Hypotensive: The study showed all the extracts were hypotensive and contained bioactive proteinaceous substances and stimulated urine flow. Combinations of the extracts showed subtractive or additive effects. (1)
Anti-irritation: Clinical studies on the anti-irritation effects of mung bean (Phaseolus aureus) extract in cosmetics: The study of extracts applied to irritant-containing cosmetic formulations showed considerable anti-irritation efficacy and suggesting a potential use for cosmetic products. (2)
Cardiovascular Effects: Previous studies have shown the hypotensive effect of green beans, common rue and kelp. In this study, green beans and kelp showed negative chronotropic effects, while rue showed positive chronotropic and inotropic effects. A combination of all three showed subtractive effects on the decrease of atrial rate. The three plants interacted to modify their various cardiovascular effects. (3)
Hypolipidemic / Antiatherogenic: Changes in serum lipids in normal and diabetic guinea pigs on feeding Phaseolus aureus (Green gram): Study showed green gram feeding showed lowering of both free and esterified fractions of cholesterol, significant lowering of triglycerides and decreased the total cholesterol / phospholipid ration indicating its antiatherogenic nature. (4)
Hypolipidemic: Hypercholesterolemic rats supplemented with Isoflavones biochanin A and formononetin) from three pulses, including P mungo, and p-coumaric acid showed hypolipidemic activity.
Anti-Irritation Effects / Cosmetics / Vitexin / Isovitexin: Ethanolic extract isolated vitexin and isovitexin, previously suspected of antioxidant and anti-inflammatory activities. Study confirmed anti-irritation effects and suggests that the mung bean extract could be applied to cosmetic products.
Germination and Antioxidant Capacity: The study evaluated the effect of germination of raw mung beans and sprouts on antioxidant capacity and content of antioxidant compounds. Results showed germination of mung beans and soybean seeds is a good process for obtaining functional flours with greater antioxidant capacity and more antioxidant compounds than the raw legumes. (9)
Trypsin Inhibitor / Pancreatic Effects: Study evaluated the effect of green gram trypsin inhibitor (GGTI) and raw green gram meal (RGG) on experimental animals. Elevated levels pf protease and amylase were observed in the pancrease, with a significant variation in amylase activity, together with active proliferation of acinar cells. Histological study showed hyperplasia of the acinar cells. (10)

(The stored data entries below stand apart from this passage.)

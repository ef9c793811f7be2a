use std::collections::HashSet;
use std::fmt;

use super::error::{DataError, DataResult};

// ---------------------------------------------------------------------------
// Value – a single cell of the table
// ---------------------------------------------------------------------------

/// A dynamically-typed cell value as read from a spreadsheet.
/// Used as a set member and map key downstream, so `Value` must be `Ord`.
#[derive(Debug, Clone)]
pub enum Value {
    Text(String),
    Integer(i64),
    Float(f64),
    Bool(bool),
    /// ISO-8601 date string kept as text for simplicity.
    Date(String),
    Null,
}

// -- Manual Eq/Ord/Hash so we can put Value in BTreeSet and HashMap --
// Floats compare by `total_cmp` and hash by bits, so NaN equals itself and
// 0.0 differs from -0.0 everywhere.

impl PartialEq for Value {
    fn eq(&self, other: &Self) -> bool {
        self.cmp(other) == std::cmp::Ordering::Equal
    }
}

impl Eq for Value {}

impl PartialOrd for Value {
    fn partial_cmp(&self, other: &Self) -> Option<std::cmp::Ordering> {
        Some(self.cmp(other))
    }
}

impl Ord for Value {
    fn cmp(&self, other: &Self) -> std::cmp::Ordering {
        use Value::*;
        fn discriminant(v: &Value) -> u8 {
            match v {
                Null => 0,
                Bool(_) => 1,
                Integer(_) => 2,
                Float(_) => 3,
                Text(_) => 4,
                Date(_) => 5,
            }
        }
        let da = discriminant(self);
        let db = discriminant(other);
        if da != db {
            return da.cmp(&db);
        }
        match (self, other) {
            (Null, Null) => std::cmp::Ordering::Equal,
            (Bool(a), Bool(b)) => a.cmp(b),
            (Integer(a), Integer(b)) => a.cmp(b),
            (Float(a), Float(b)) => a.total_cmp(b),
            (Text(a), Text(b)) | (Date(a), Date(b)) => a.cmp(b),
            _ => std::cmp::Ordering::Equal,
        }
    }
}

impl std::hash::Hash for Value {
    fn hash<H: std::hash::Hasher>(&self, state: &mut H) {
        std::mem::discriminant(self).hash(state);
        match self {
            Value::Text(s) | Value::Date(s) => s.hash(state),
            Value::Integer(i) => i.hash(state),
            Value::Float(f) => f.to_bits().hash(state),
            Value::Bool(b) => b.hash(state),
            Value::Null => {}
        }
    }
}

/// UI text. Integral floats print as whole numbers (`5`, not `5.0`).
impl fmt::Display for Value {
    fn fmt(&self, f: &mut fmt::Formatter<'_>) -> fmt::Result {
        match self {
            Value::Text(s) => write!(f, "{s}"),
            Value::Integer(i) => write!(f, "{i}"),
            Value::Float(v) => write!(f, "{v}"),
            Value::Bool(b) => write!(f, "{b}"),
            Value::Date(d) => write!(f, "{d}"),
            Value::Null => write!(f, ""),
        }
    }
}

impl From<&str> for Value {
    fn from(s: &str) -> Self {
        Value::Text(s.to_string())
    }
}

impl From<f64> for Value {
    fn from(v: f64) -> Self {
        Value::Float(v)
    }
}

impl From<i64> for Value {
    fn from(v: i64) -> Self {
        Value::Integer(v)
    }
}

impl Value {
    /// Try to interpret the value as an `f64` for range filters and rankings.
    pub fn as_f64(&self) -> Option<f64> {
        match self {
            Value::Float(v) if !v.is_nan() => Some(*v),
            Value::Integer(i) => Some(*i as f64),
            _ => None,
        }
    }

    pub fn is_null(&self) -> bool {
        matches!(self, Value::Null)
    }
}

// ---------------------------------------------------------------------------
// Table – the loaded spreadsheet
// ---------------------------------------------------------------------------

/// Ordered rows sharing one column set.
///
/// `rows[r][c]` is the cell of row `r` in column `columns[c]`; every row has
/// exactly `columns.len()` cells. Tables are treated as immutable once
/// prepared: filtering and projection build new tables.
#[derive(Debug, Clone, PartialEq, Default)]
pub struct Table {
    pub columns: Vec<String>,
    pub rows: Vec<Vec<Value>>,
}

impl Table {
    /// Build a table, padding short rows with `Null` and truncating long ones
    /// so every row matches the header width.
    pub fn new(columns: Vec<String>, rows: Vec<Vec<Value>>) -> Self {
        let width = columns.len();
        let rows = rows
            .into_iter()
            .map(|mut row| {
                row.resize(width, Value::Null);
                row
            })
            .collect();
        Table { columns, rows }
    }

    /// Number of rows.
    pub fn len(&self) -> usize {
        self.rows.len()
    }

    /// Whether the table has no rows.
    pub fn is_empty(&self) -> bool {
        self.rows.is_empty()
    }

    /// Position of a column. First match wins if labels repeat.
    pub fn column_index(&self, name: &str) -> Option<usize> {
        self.columns.iter().position(|c| c == name)
    }

    pub fn has_column(&self, name: &str) -> bool {
        self.column_index(name).is_some()
    }

    /// Cell at `(row, column)`; `None` if the column is absent.
    pub fn value(&self, row: usize, column: &str) -> Option<&Value> {
        let col = self.column_index(column)?;
        self.rows.get(row).and_then(|r| r.get(col))
    }

    /// All cells of one column, in row order.
    pub fn column_values<'a>(&'a self, column: &str) -> Option<impl Iterator<Item = &'a Value>> {
        let col = self.column_index(column)?;
        Some(self.rows.iter().map(move |r| &r[col]))
    }

    /// Distinct non-null values of a column in first-encountered order.
    pub fn distinct_values(&self, column: &str) -> Vec<Value> {
        let Some(values) = self.column_values(column) else {
            return Vec::new();
        };
        let mut seen = HashSet::new();
        values
            .filter(|v| !v.is_null())
            .filter(|v| seen.insert((*v).clone()))
            .cloned()
            .collect()
    }

    /// True minimum and maximum of the numeric cells of a column.
    pub fn numeric_bounds(&self, column: &str) -> Option<(f64, f64)> {
        self.column_values(column)?
            .filter_map(Value::as_f64)
            .fold(None, |acc, v| match acc {
                None => Some((v, v)),
                Some((lo, hi)) => Some((lo.min(v), hi.max(v))),
            })
    }

    /// New table holding the given rows, in the given order.
    pub fn select(&self, indices: &[usize]) -> Table {
        Table {
            columns: self.columns.clone(),
            rows: indices
                .iter()
                .filter_map(|&i| self.rows.get(i).cloned())
                .collect(),
        }
    }

    /// New table holding only the named columns, in the order given.
    pub fn project(&self, columns: &[&str]) -> DataResult<Table> {
        let positions = columns
            .iter()
            .map(|name| {
                self.column_index(name)
                    .ok_or_else(|| DataError::MissingColumn(name.to_string()))
            })
            .collect::<DataResult<Vec<usize>>>()?;

        Ok(Table {
            columns: columns.iter().map(|c| c.to_string()).collect(),
            rows: self
                .rows
                .iter()
                .map(|row| positions.iter().map(|&p| row[p].clone()).collect())
                .collect(),
        })
    }
}

#[cfg(test)]
mod tests {
    use super::*;
    use std::collections::HashSet;

    #[test]
    fn float_equality_agrees_with_hash_and_order() {
        let nan = Value::Float(f64::NAN);
        assert_eq!(nan, Value::Float(f64::NAN));
        assert_ne!(Value::Float(0.0), Value::Float(-0.0));

        let set: HashSet<Value> = [nan.clone(), Value::Float(f64::NAN), Value::Float(0.0), Value::Float(-0.0)]
            .into_iter()
            .collect();
        assert_eq!(set.len(), 3);
        assert!(set.contains(&nan));

        let t = Table::new(vec!["bairro".into()], vec![vec![nan.clone()], vec![Value::Float(f64::NAN)]]);
        assert_eq!(t.distinct_values("bairro"), vec![nan]);
    }

    fn sample() -> Table {
        Table::new(
            vec!["serviço".into(), "dias em atraso".into()],
            vec![
                vec!["A".into(), Value::Float(5.0)],
                vec![Value::Null, Value::Integer(12)],
                vec!["B".into(), Value::Float(-1.5)],
                vec!["A".into()],
            ],
        )
    }

    #[test]
    fn new_pads_short_rows() {
        let t = sample();
        assert!(t.rows.iter().all(|r| r.len() == 2));
        assert_eq!(t.value(3, "dias em atraso"), Some(&Value::Null));
    }

    #[test]
    fn distinct_values_skip_nulls_and_keep_first_order() {
        let t = sample();
        assert_eq!(t.distinct_values("serviço"), vec![Value::from("A"), Value::from("B")]);
        assert!(t.distinct_values("missing").is_empty());
    }

    #[test]
    fn numeric_bounds_ignore_non_numeric_cells() {
        let t = sample();
        assert_eq!(t.numeric_bounds("dias em atraso"), Some((-1.5, 12.0)));
        assert_eq!(t.numeric_bounds("serviço"), None);
    }

    #[test]
    fn project_reorders_and_reports_missing() {
        let t = sample();
        let p = t.project(&["dias em atraso", "serviço"]).unwrap();
        assert_eq!(p.columns, vec!["dias em atraso", "serviço"]);
        assert_eq!(p.rows[0], vec![Value::Float(5.0), Value::from("A")]);

        match t.project(&["bairro"]) {
            Err(DataError::MissingColumn(c)) => assert_eq!(c, "bairro"),
            other => panic!("unexpected {other:?}"),
        }
    }

    #[test]
    fn display_drops_trailing_zero_of_integral_floats() {
        assert_eq!(Value::Float(1234.0).to_string(), "1234");
        assert_eq!(Value::Float(2.5).to_string(), "2.5");
        assert_eq!(Value::Null.to_string(), "");
    }
}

Anticonvulsant / Leaves: Study evaluated the anticonvulsant activity of chloroform and methanol extracts of leaves of Vigna radiata in albino Wistar rats on electrically and chemically induced seizures. In MES (maximal electroshock seizures), Vr leaves sowed most significant (p,0.01) anticonvulsant effect. (13)

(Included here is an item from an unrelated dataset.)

pub mod dashboard;
pub mod panels;
pub mod plot;
pub mod tables;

Antimicrobial / Sprouts: Study of chloroform and methanol extracts of mung bean sprouts showed antimicrobial activity against all tested gram negative bacteria ( P. aeruginosa, E. coli, Salmonella spp.)with the exception of K. pneumonia. The methanol extract showed more significant activity against P. aeruginosa compared to the chloroform extract. (14)
Antibacterial / Sprouts: Study evaluated the antibacterial activities of extracts of Vr against pathogens causing food borne diseases. Methanol extracts showed significant concentration dependent antibacterial activity against almost all the test pathogens. (see constituents above) (15)
Antisepsis / Sprouts: HMGB1, a nucleosoma protein, has been established as a late mediator of lethal systemic inflammation. Study explored the HMGB-1 inhibiting capacity and therapeutic potential of mung bean coat (MBC) extract in vitro and in vivo. The MBC extract dose-dependently attenuated LPS-induced releases of HMGB-1 and several chemokines in macrophage culture. Results suggest MCH extract if protective against lethal sepsis possibly by stimulating autophagic HMGB1 degradation. (16)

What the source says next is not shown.